===== The records =====

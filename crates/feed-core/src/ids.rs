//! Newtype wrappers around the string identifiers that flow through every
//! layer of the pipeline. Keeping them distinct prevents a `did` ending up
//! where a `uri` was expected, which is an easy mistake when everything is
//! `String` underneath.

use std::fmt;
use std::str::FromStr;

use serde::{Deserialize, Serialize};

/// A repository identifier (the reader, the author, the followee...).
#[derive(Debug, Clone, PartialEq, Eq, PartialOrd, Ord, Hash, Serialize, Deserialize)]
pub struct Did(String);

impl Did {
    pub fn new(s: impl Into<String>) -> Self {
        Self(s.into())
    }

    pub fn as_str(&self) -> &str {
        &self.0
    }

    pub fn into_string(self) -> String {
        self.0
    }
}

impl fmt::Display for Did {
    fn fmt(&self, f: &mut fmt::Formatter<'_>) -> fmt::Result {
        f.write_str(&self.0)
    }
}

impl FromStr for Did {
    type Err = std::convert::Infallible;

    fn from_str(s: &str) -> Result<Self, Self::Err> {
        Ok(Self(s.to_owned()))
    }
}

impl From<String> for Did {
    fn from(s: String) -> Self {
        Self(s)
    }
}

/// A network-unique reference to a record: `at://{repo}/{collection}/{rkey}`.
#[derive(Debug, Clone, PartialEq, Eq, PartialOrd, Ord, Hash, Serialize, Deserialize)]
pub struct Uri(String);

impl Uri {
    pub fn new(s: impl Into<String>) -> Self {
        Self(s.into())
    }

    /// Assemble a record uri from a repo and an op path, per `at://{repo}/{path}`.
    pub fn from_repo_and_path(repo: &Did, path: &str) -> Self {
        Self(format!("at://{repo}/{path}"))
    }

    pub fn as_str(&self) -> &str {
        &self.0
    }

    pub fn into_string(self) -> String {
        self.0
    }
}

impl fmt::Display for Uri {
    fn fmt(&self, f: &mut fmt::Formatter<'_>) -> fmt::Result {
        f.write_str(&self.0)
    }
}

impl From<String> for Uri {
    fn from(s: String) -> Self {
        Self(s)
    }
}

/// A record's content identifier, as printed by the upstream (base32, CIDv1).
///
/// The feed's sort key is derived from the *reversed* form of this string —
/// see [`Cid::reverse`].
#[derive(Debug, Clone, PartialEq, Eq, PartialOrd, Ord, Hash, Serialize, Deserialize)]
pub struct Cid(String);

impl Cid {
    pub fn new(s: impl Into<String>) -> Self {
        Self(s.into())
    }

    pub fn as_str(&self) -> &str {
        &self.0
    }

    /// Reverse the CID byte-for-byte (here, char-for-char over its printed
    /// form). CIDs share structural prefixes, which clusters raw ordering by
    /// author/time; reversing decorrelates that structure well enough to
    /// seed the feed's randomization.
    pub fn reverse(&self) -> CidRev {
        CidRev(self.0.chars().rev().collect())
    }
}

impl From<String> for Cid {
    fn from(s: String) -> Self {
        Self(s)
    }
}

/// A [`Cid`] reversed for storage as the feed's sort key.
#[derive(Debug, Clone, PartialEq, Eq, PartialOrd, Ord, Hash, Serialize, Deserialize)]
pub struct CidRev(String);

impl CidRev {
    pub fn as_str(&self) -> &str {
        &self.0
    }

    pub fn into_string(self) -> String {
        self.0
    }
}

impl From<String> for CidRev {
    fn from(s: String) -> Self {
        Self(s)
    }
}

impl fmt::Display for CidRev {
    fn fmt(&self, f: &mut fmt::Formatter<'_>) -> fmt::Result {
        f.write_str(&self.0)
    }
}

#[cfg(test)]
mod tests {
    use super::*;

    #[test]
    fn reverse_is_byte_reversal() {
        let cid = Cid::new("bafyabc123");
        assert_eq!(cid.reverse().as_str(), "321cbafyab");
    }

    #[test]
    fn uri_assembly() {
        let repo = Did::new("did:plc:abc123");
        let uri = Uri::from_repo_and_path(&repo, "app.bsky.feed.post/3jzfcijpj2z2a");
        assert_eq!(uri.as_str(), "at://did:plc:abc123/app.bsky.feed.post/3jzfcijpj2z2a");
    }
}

=====

Exercise directions
Of the lines above, output exactly those from the line bearing "flow through every" through the line bearing "author, the followee...).", inclusive.

Result
//! Newtype wrappers around the string identifiers that flow through every
//! layer of the pipeline. Keeping them distinct prevents a `did` ending up
//! where a `uri` was expected, which is an easy mistake when everything is
//! `String` underneath.

use std::fmt;
use std::str::FromStr;

use serde::{Deserialize, Serialize};

/// A repository identifier (the reader, the author, the followee...).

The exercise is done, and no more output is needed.